A playground carousel is rotating about its center. The radius of the carousel is 1.5m, its initial angular speed is 3.14 rad/s and its moment of inertia is 125 kg m^2. A 40kg person climbs onto the carousel near its outer edge. What is the angular speed of the carousel after the person climbs aboard?

Homework Equations

Krot = 1/2 I W^2
L=IW
I = intergral r^2 dm
I = Icm + Md^2
Here's the kicker we can't use the equations for the moment of inertia about a rotating disk.
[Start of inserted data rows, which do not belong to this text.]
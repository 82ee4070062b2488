//! Error types for credential operations.
//!
//! [`AuthError`] carries the full internal cause of a failure and is what
//! every operation returns. It is meant for logs. Anything leaving the
//! process (HTTP responses, RPC replies) should go through
//! [`AuthError::public`], which collapses the detail into the coarse
//! [`PublicError`] taxonomy so callers cannot use responses as an oracle for
//! enumeration or brute force.

use thiserror::Error;

/// Result type alias for credential operations.
pub type Result<T> = std::result::Result<T, AuthError>;

/// Why a verification token was rejected.
///
/// Only ever logged. Externally every variant is reported as
/// [`PublicError::InvalidVerification`].
#[derive(Debug, Clone, Copy, PartialEq, Eq)]
pub enum VerificationFailure {
    /// No live token with this value.
    TokenNotFound,

    /// The token is bound to a different user.
    TokenUserMismatch,

    /// The token exists but its expiry has passed.
    TokenExpired,
}

impl VerificationFailure {
    /// Short machine-readable label, used for log fields and metric labels.
    #[must_use]
    pub const fn as_str(&self) -> &'static str {
        match self {
            Self::TokenNotFound => "not_found",
            Self::TokenUserMismatch => "user_mismatch",
            Self::TokenExpired => "expired",
        }
    }
}

impl std::fmt::Display for VerificationFailure {
    fn fmt(&self, f: &mut std::fmt::Formatter<'_>) -> std::fmt::Result {
        f.write_str(self.as_str())
    }
}

/// Detailed error taxonomy for credential issuance and verification.
#[derive(Debug, Error, Clone, PartialEq, Eq)]
pub enum AuthError {
    // ═══════════════════════════════════════════════════════════
    // Challenge Errors
    // ═══════════════════════════════════════════════════════════

    /// No pending code for this identity, or the code did not match.
    #[error("Invalid challenge code")]
    InvalidChallenge,

    /// The pending code expired. It has been cleared and must be reissued.
    #[error("Challenge code has expired")]
    ChallengeExpired,

    /// The user key is neither an email address nor a phone number.
    #[error("Invalid user key")]
    InvalidUserKey,

    // ═══════════════════════════════════════════════════════════
    // Verification Token Errors
    // ═══════════════════════════════════════════════════════════

    /// The verification token could not be consumed.
    #[error("Invalid verification token ({reason})")]
    InvalidVerification {
        /// Internal cause.
        reason: VerificationFailure,
    },

    // ═══════════════════════════════════════════════════════════
    // Signing Key / Access Token Errors
    // ═══════════════════════════════════════════════════════════

    /// The key ring has no current signing key.
    #[error("No active signing key")]
    NoActiveKey,

    /// The token references a key that is unknown or has been retired.
    #[error("Signing key not found: {kid}")]
    KeyNotFound {
        /// Key id taken from the token header.
        kid: String,
    },

    /// Signature, claims or format check failed.
    #[error("Invalid access token: {reason}")]
    InvalidToken {
        /// Which check failed.
        reason: String,
    },

    // ═══════════════════════════════════════════════════════════
    // Session Errors
    // ═══════════════════════════════════════════════════════════

    /// No session matches the refresh token.
    #[error("Session not found")]
    SessionNotFound,

    /// The session is past its expiry.
    #[error("Session has expired")]
    SessionExpired,

    /// The session secret does not match the stored hash.
    #[error("Invalid session secret")]
    InvalidSecret,

    // ═══════════════════════════════════════════════════════════
    // System Errors
    // ═══════════════════════════════════════════════════════════

    /// Key pair generation or encoding failed.
    #[error("Key generation failed: {0}")]
    KeyGeneration(String),

    /// Session secret hashing failed.
    #[error("Secret hashing failed: {0}")]
    Hashing(String),

    /// A storage collaborator failed.
    #[error("Storage error: {0}")]
    Storage(String),

    /// The code could not be handed to the delivery collaborator.
    #[error("Code delivery failed: {0}")]
    DeliveryFailed(String),

    /// Internal error (should not be exposed to users).
    #[error("Internal error: {0}")]
    InternalError(String),
}

/// Coarse error category safe to return to callers.
#[derive(Debug, Clone, Copy, PartialEq, Eq, Hash)]
pub enum PublicError {
    /// Wrong or missing challenge code.
    InvalidChallenge,
    /// Challenge code expired.
    ChallengeExpired,
    /// Malformed request input.
    BadRequest,
    /// Verification token rejected, cause withheld.
    InvalidVerification,
    /// No signing key is available.
    NoActiveKey,
    /// Token signed by an unknown or retired key.
    KeyNotFound,
    /// Token rejected, cause withheld.
    InvalidToken,
    /// Session not found.
    SessionNotFound,
    /// Session expired.
    SessionExpired,
    /// Session secret rejected.
    InvalidSecret,
    /// Any infrastructure failure.
    Internal,
}

impl PublicError {
    /// Stable machine-readable code for this category.
    #[must_use]
    pub const fn code(&self) -> &'static str {
        match self {
            Self::InvalidChallenge => "INVALID_CHALLENGE",
            Self::ChallengeExpired => "CHALLENGE_EXPIRED",
            Self::BadRequest => "BAD_REQUEST",
            Self::InvalidVerification => "INVALID_VERIFICATION",
            Self::NoActiveKey => "NO_ACTIVE_KEY",
            Self::KeyNotFound => "KEY_NOT_FOUND",
            Self::InvalidToken => "INVALID_TOKEN",
            Self::SessionNotFound => "SESSION_NOT_FOUND",
            Self::SessionExpired => "SESSION_EXPIRED",
            Self::InvalidSecret => "INVALID_SECRET",
            Self::Internal => "INTERNAL_ERROR",
        }
    }

    /// User-facing message for this category.
    #[must_use]
    pub const fn message(&self) -> &'static str {
        match self {
            Self::InvalidChallenge => "Invalid code",
            Self::ChallengeExpired => "Code has expired, request a new one",
            Self::BadRequest => "Invalid request",
            Self::InvalidVerification => "Verification failed",
            Self::KeyNotFound | Self::InvalidToken => "Unauthorized",
            Self::SessionNotFound => "Session not found",
            Self::SessionExpired => "Session has expired",
            Self::InvalidSecret => "Invalid session secret",
            Self::NoActiveKey | Self::Internal => "Internal error",
        }
    }

    /// Returns `true` when the failure is on the server side (5xx).
    #[must_use]
    pub const fn is_server_fault(&self) -> bool {
        matches!(self, Self::NoActiveKey | Self::Internal)
    }
}

impl AuthError {
    /// Collapse this error into the category that may leave the process.
    ///
    /// # Examples
    ///
    /// ```
    /// # use credential_issuer::error::{AuthError, PublicError, VerificationFailure};
    /// let err = AuthError::InvalidVerification {
    ///     reason: VerificationFailure::TokenUserMismatch,
    /// };
    /// assert_eq!(err.public(), PublicError::InvalidVerification);
    /// ```
    #[must_use]
    pub const fn public(&self) -> PublicError {
        match self {
            Self::InvalidChallenge => PublicError::InvalidChallenge,
            Self::ChallengeExpired => PublicError::ChallengeExpired,
            Self::InvalidUserKey => PublicError::BadRequest,
            Self::InvalidVerification { .. } => PublicError::InvalidVerification,
            Self::NoActiveKey => PublicError::NoActiveKey,
            Self::KeyNotFound { .. } => PublicError::KeyNotFound,
            Self::InvalidToken { .. } => PublicError::InvalidToken,
            Self::SessionNotFound => PublicError::SessionNotFound,
            Self::SessionExpired => PublicError::SessionExpired,
            Self::InvalidSecret => PublicError::InvalidSecret,
            Self::KeyGeneration(_)
            | Self::Hashing(_)
            | Self::Storage(_)
            | Self::DeliveryFailed(_)
            | Self::InternalError(_) => PublicError::Internal,
        }
    }

    /// Returns `true` if this error should surface as a server-side fault.
    ///
    /// # Examples
    ///
    /// ```
    /// # use credential_issuer::AuthError;
    /// assert!(AuthError::NoActiveKey.is_server_fault());
    /// assert!(!AuthError::InvalidSecret.is_server_fault());
    /// ```
    #[must_use]
    pub const fn is_server_fault(&self) -> bool {
        self.public().is_server_fault()
    }

    /// Shorthand for [`AuthError::InvalidToken`].
    pub fn invalid_token(reason: impl Into<String>) -> Self {
        Self::InvalidToken {
            reason: reason.into(),
        }
    }

    /// Lock poisoning is reported as an internal error.
    pub(crate) fn lock_poisoned(what: &str) -> Self {
        Self::InternalError(format!("{what} lock poisoned"))
    }
}
//! Axum handlers for the credential endpoints.
//!
//! Handlers are generic over the collaborator types and take the service as
//! `State<Arc<CredentialService<U, N, S>>>`. See [`crate::router`] for the
//! route table.

use serde::{Deserialize, Serialize};

pub mod challenge;
pub mod error;
pub mod extractors;
pub mod keys;
pub mod session;

pub use error::{ApiError, ErrorResponse};
pub use extractors::{AuthenticatedUser, BearerToken, ClientContext};

/// Body of endpoints that only report success.
#[derive(Debug, Clone, Copy, PartialEq, Eq, Deserialize, Serialize)]
pub struct OkResponse {
    /// Always `true`.
    pub ok: bool,
}

impl OkResponse {
    /// `{"ok": true}`
    #[must_use]
    pub const fn ok() -> Self {
        Self { ok: true }
    }
}
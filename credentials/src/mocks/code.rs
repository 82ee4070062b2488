//! Deterministic code generator.

use crate::challenge::CodeGenerator;

/// Always produces the same code.
#[derive(Debug, Clone)]
pub struct FixedCodeGenerator {
    code: String,
}

impl FixedCodeGenerator {
    /// Generator that returns `code` on every call, whatever length is asked.
    #[must_use]
    pub fn new(code: impl Into<String>) -> Self {
        Self { code: code.into() }
    }
}

impl CodeGenerator for FixedCodeGenerator {
    fn generate(&self, _digits: u32) -> String {
        self.code.clone()
    }
}
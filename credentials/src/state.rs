//! Credential state types.
//!
//! Identifiers, session rows and the grants handed back to callers.

use chrono::{DateTime, Utc};
use serde::{Deserialize, Serialize};
use std::fmt;
use std::net::IpAddr;

// ═══════════════════════════════════════════════════════════════════════
// ID Types
// ═══════════════════════════════════════════════════════════════════════

/// Opaque numeric user identifier, owned by the external user store.
#[derive(Debug, Clone, Copy, PartialEq, Eq, Hash, PartialOrd, Ord, Serialize, Deserialize)]
#[serde(transparent)]
pub struct UserId(pub i64);

impl fmt::Display for UserId {
    fn fmt(&self, f: &mut fmt::Formatter<'_>) -> fmt::Result {
        write!(f, "{}", self.0)
    }
}

/// Unique identifier for a session.
#[derive(Debug, Clone, Copy, PartialEq, Eq, Hash, Serialize, Deserialize)]
#[serde(transparent)]
pub struct SessionId(pub uuid::Uuid);

impl SessionId {
    /// Generate a new random `SessionId`.
    #[must_use]
    pub fn new() -> Self {
        Self(uuid::Uuid::new_v4())
    }
}

impl Default for SessionId {
    fn default() -> Self {
        Self::new()
    }
}

impl fmt::Display for SessionId {
    fn fmt(&self, f: &mut fmt::Formatter<'_>) -> fmt::Result {
        write!(f, "{}", self.0)
    }
}

/// Unique identifier for a device.
#[derive(Debug, Clone, Copy, PartialEq, Eq, Hash, Serialize, Deserialize)]
#[serde(transparent)]
pub struct DeviceId(pub uuid::Uuid);

impl DeviceId {
    /// Generate a new random `DeviceId`.
    #[must_use]
    pub fn new() -> Self {
        Self(uuid::Uuid::new_v4())
    }
}

impl Default for DeviceId {
    fn default() -> Self {
        Self::new()
    }
}

// ═══════════════════════════════════════════════════════════════════════
// Session
// ═══════════════════════════════════════════════════════════════════════

/// Client details captured when a session is created.
#[derive(Debug, Clone, Default, PartialEq, Eq, Serialize, Deserialize)]
#[serde(rename_all = "camelCase")]
pub struct DeviceInfo {
    /// Client-supplied device id. Generated when absent.
    pub device_id: Option<DeviceId>,

    /// User agent string.
    pub user_agent: Option<String>,

    /// Client IP address.
    pub ip: Option<IpAddr>,
}

/// Durable session row.
///
/// Never holds the plaintext session secret, only its Argon2 PHC hash.
#[derive(Debug, Clone, PartialEq, Eq, Serialize, Deserialize)]
pub struct Session {
    /// Unique session identifier.
    pub id: SessionId,

    /// Owner of the session.
    pub user_id: UserId,

    /// Argon2id hash of the session secret (PHC string format).
    pub hashed_session_secret: String,

    /// Long-lived refresh token. Lookup key for refreshes.
    pub refresh_token: String,

    /// Device the session was created from.
    pub device_id: DeviceId,

    /// User agent at creation time.
    pub user_agent: Option<String>,

    /// IP address at creation time.
    pub ip: Option<IpAddr>,

    /// Session creation timestamp.
    pub created_at: DateTime<Utc>,

    /// Absolute expiry; refreshes after this fail.
    pub expires_at: DateTime<Utc>,
}

impl Session {
    /// Returns `true` once `now` is past the session expiry.
    #[must_use]
    pub fn is_expired_at(&self, now: DateTime<Utc>) -> bool {
        now > self.expires_at
    }
}

// ═══════════════════════════════════════════════════════════════════════
// Grants
// ═══════════════════════════════════════════════════════════════════════

/// A signed access token.
#[derive(Debug, Clone, PartialEq, Eq, Serialize, Deserialize)]
pub struct AccessToken {
    /// Compact JWS.
    pub token: String,

    /// Key id the token was signed with.
    pub kid: String,

    /// Expiry of the token.
    pub expires_at: DateTime<Utc>,
}

/// An issued challenge code.
#[derive(Debug, Clone, PartialEq, Eq)]
pub struct IssuedChallenge {
    /// Identity the code was issued to.
    pub user_id: UserId,

    /// The code that was sent.
    pub code: String,

    /// When the code stops being accepted.
    pub expires_at: DateTime<Utc>,
}

/// Result of a successful challenge verification.
#[derive(Debug, Clone, PartialEq, Eq)]
pub struct ChallengeVerified {
    /// Verified user.
    pub user_id: UserId,

    /// Single-use bridging token for [`crate::session::SessionManager::create_session`].
    pub verification_token: String,
}

/// Result of session creation.
#[derive(Debug, Clone, PartialEq, Eq)]
pub struct SessionGrant {
    /// New session id.
    pub session_id: SessionId,

    /// Refresh token for the session.
    pub refresh_token: String,

    /// First access token.
    pub access_token: AccessToken,
}

/// Result of a session refresh.
#[derive(Debug, Clone, PartialEq, Eq)]
pub struct RefreshGrant {
    /// Session owner.
    pub user_id: UserId,

    /// Newly signed access token.
    pub access_token: AccessToken,

    /// The session's refresh token, unchanged.
    pub refresh_token: String,
}
//! Session lifecycle.
//!
//! ```text
//! create_session(user, secret, verification_token, device)
//!   1. consume verification token   ── fail ─► InvalidVerification
//!   2. Argon2id(secret)               (blocking pool)
//!   3. random refresh token, expires = now + session_duration
//!   4. persist row
//!   5. sign access token              ── fail ─► row deleted, error returned
//!
//! refresh(refresh_token, secret)
//!   no row ─► SessionNotFound
//!   expired ─► SessionExpired
//!   hash mismatch ─► InvalidSecret
//!   otherwise new access token, same refresh token
//! ```
//!
//! Refresh tokens are not rotated on refresh. A leaked refresh token stays
//! usable (together with the secret) until the session expires or is
//! terminated.

use crate::clock::Clock;
use crate::config::SessionConfig;
use crate::constants::metrics as metric_names;
use crate::error::{AuthError, Result};
use crate::providers::SessionStore;
use crate::secret::{hash_secret, verify_secret};
use crate::state::{DeviceInfo, RefreshGrant, Session, SessionGrant, SessionId, UserId};
use crate::task::run_blocking;
use crate::token::TokenIssuer;
use crate::verification::VerificationTokenStore;
use base64::{Engine as _, engine::general_purpose::URL_SAFE_NO_PAD};
use rand::RngCore;
use rand::rngs::OsRng;
use std::sync::Arc;

/// Creates, refreshes and terminates sessions.
pub struct SessionManager<S> {
    store: Arc<S>,
    verification: VerificationTokenStore,
    tokens: Arc<TokenIssuer>,
    clock: Arc<dyn Clock>,
    config: SessionConfig,
}

impl<S: SessionStore> SessionManager<S> {
    /// Create a session manager.
    #[must_use]
    pub fn new(
        store: Arc<S>,
        verification: VerificationTokenStore,
        tokens: Arc<TokenIssuer>,
        clock: Arc<dyn Clock>,
        config: SessionConfig,
    ) -> Self {
        Self {
            store,
            verification,
            tokens,
            clock,
            config,
        }
    }

    /// Turn a verification token and a chosen secret into a session.
    ///
    /// # Errors
    ///
    /// - [`AuthError::InvalidVerification`] if the token cannot be consumed
    ///   for `user_id`
    /// - [`AuthError::NoActiveKey`] if no access token can be signed; the
    ///   row is removed again
    /// - Hashing and storage errors
    pub async fn create_session(
        &self,
        user_id: UserId,
        session_secret: &str,
        verification_token: &str,
        device: DeviceInfo,
    ) -> Result<SessionGrant> {
        self.verification.consume(verification_token, user_id)?;

        let secret = session_secret.to_string();
        let hashed_session_secret = run_blocking("secret hashing", move || hash_secret(&secret)).await?;

        let now = self.clock.now();
        let session = Session {
            id: SessionId::new(),
            user_id,
            hashed_session_secret,
            refresh_token: self.generate_refresh_token(),
            device_id: device.device_id.unwrap_or_default(),
            user_agent: device.user_agent,
            ip: device.ip,
            created_at: now,
            expires_at: now + self.config.session_duration,
        };
        self.store.create(&session).await?;

        let access_token = match self.tokens.sign(user_id) {
            Ok(access_token) => access_token,
            Err(e) => {
                if let Err(cleanup) = self.store.delete_by_refresh_token(&session.refresh_token).await {
                    tracing::error!(
                        session_id = %session.id,
                        error = %cleanup,
                        "Failed to remove session after signing failure"
                    );
                }
                return Err(e);
            }
        };

        metrics::counter!(metric_names::SESSIONS_CREATED).increment(1);
        tracing::info!(
            user_id = %user_id,
            session_id = %session.id,
            expires_at = %session.expires_at,
            "Session created"
        );

        Ok(SessionGrant {
            session_id: session.id,
            refresh_token: session.refresh_token,
            access_token,
        })
    }

    /// Issue a new access token for the session holding `refresh_token`.
    ///
    /// No token is issued on any failure.
    ///
    /// # Errors
    ///
    /// - [`AuthError::SessionNotFound`] if no session holds the token
    /// - [`AuthError::SessionExpired`] if the session is past its expiry
    /// - [`AuthError::InvalidSecret`] if the secret does not match
    pub async fn refresh(&self, refresh_token: &str, session_secret: &str) -> Result<RefreshGrant> {
        let Some(session) = self.store.find_by_refresh_token(refresh_token).await? else {
            Self::reject(None, "not_found");
            return Err(AuthError::SessionNotFound);
        };

        if session.is_expired_at(self.clock.now()) {
            Self::reject(Some(session.user_id), "expired");
            return Err(AuthError::SessionExpired);
        }

        let secret = session_secret.to_string();
        let hash = session.hashed_session_secret.clone();
        let matches = run_blocking("secret verification", move || verify_secret(&secret, &hash)).await?;
        if !matches {
            Self::reject(Some(session.user_id), "invalid_secret");
            return Err(AuthError::InvalidSecret);
        }

        let access_token = self.tokens.sign(session.user_id)?;

        metrics::counter!(metric_names::SESSIONS_REFRESHED).increment(1);
        tracing::debug!(user_id = %session.user_id, session_id = %session.id, "Session refreshed");

        Ok(RefreshGrant {
            user_id: session.user_id,
            access_token,
            refresh_token: session.refresh_token,
        })
    }

    /// Delete the session holding `refresh_token`. Unknown tokens are not an
    /// error.
    ///
    /// # Errors
    ///
    /// Storage errors only.
    pub async fn terminate(&self, refresh_token: &str) -> Result<()> {
        if self.store.delete_by_refresh_token(refresh_token).await? {
            metrics::counter!(metric_names::SESSIONS_TERMINATED).increment(1);
            tracing::info!("Session terminated");
        } else {
            tracing::debug!("Terminate for unknown session ignored");
        }
        Ok(())
    }

    /// Delete every session owned by `user_id`. Returns how many went.
    ///
    /// # Errors
    ///
    /// Storage errors only.
    pub async fn terminate_user_sessions(&self, user_id: UserId) -> Result<usize> {
        let removed = self.store.delete_user_sessions(user_id).await?;

        metrics::counter!(metric_names::SESSIONS_TERMINATED).increment(removed as u64);
        tracing::info!(user_id = %user_id, removed, "All user sessions terminated");

        Ok(removed)
    }

    fn generate_refresh_token(&self) -> String {
        let mut bytes = vec![0u8; self.config.refresh_token_bytes];
        OsRng.fill_bytes(&mut bytes);
        URL_SAFE_NO_PAD.encode(&bytes)
    }

    fn reject(user_id: Option<UserId>, reason: &'static str) {
        metrics::counter!(metric_names::SESSIONS_REJECTED, "reason" => reason).increment(1);
        match user_id {
            Some(user_id) => tracing::warn!(user_id = %user_id, reason, "Session refresh rejected"),
            None => tracing::warn!(reason, "Session refresh rejected"),
        }
    }
}

impl<S> std::fmt::Debug for SessionManager<S> {
    fn fmt(&self, f: &mut std::fmt::Formatter<'_>) -> std::fmt::Result {
        f.debug_struct("SessionManager")
            .field("config", &self.config)
            .finish_non_exhaustive()
    }
}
Can't use I = 1/2MR^2

The Attempt at a Solution

I'm just lost I've tried solving this problem multiple ways with different equations.
This is my last attempt

Li=Lf
IiWi = IfWf
IiWi/Wf = If

1/2 Ii Wi^2 = 1/2 If Wf^2

1/2 Ii Wi^2 = 1/2 IiWi/Wf * Wf^2

Ii Wi^2 / Ii Wi = Wf
(125 * 3.14^2) / (125*3.14) = Wf = 3.14

Am I any where close!

 

[Troels]

Am I any where close!

It seems that you are trying to apply conservation of angular momentum as well as conservation of rotational energy. you could do both, but not at the same time, as they are redundant; the former is simpler:

L_\mathrm{before}=L_\mathrm{after}=L

so

I_\mathrm{before}\omega_\mathrm{before}=I_\mathrm{after}\omega_\mathrm{after}

as you stated, yourself. To complete the argument however, you need to know the moment of inertial after the person gets on. Fortunately, that is a simple matter if you assume the person to be a point mass:

I_\mathrm{after}=I_\mathrm{before}+m_\mathrm{person}r^2

putting is together:

I_\mathrm{before}\omega_\mathrm{before}=\left(I_\mathrm{before}+m_\mathrm{person}r^2\right)\omega_\mathrm{after}

or

\omega_\mathrm{after}=\frac{I_\mathrm{before}}{I_\mathrm{before}+m_\mathrm{person}r^2}\omega_\mathrm{before}

As this qoutient is less than one, the angular velocity will decrease to conserve the angular momentum.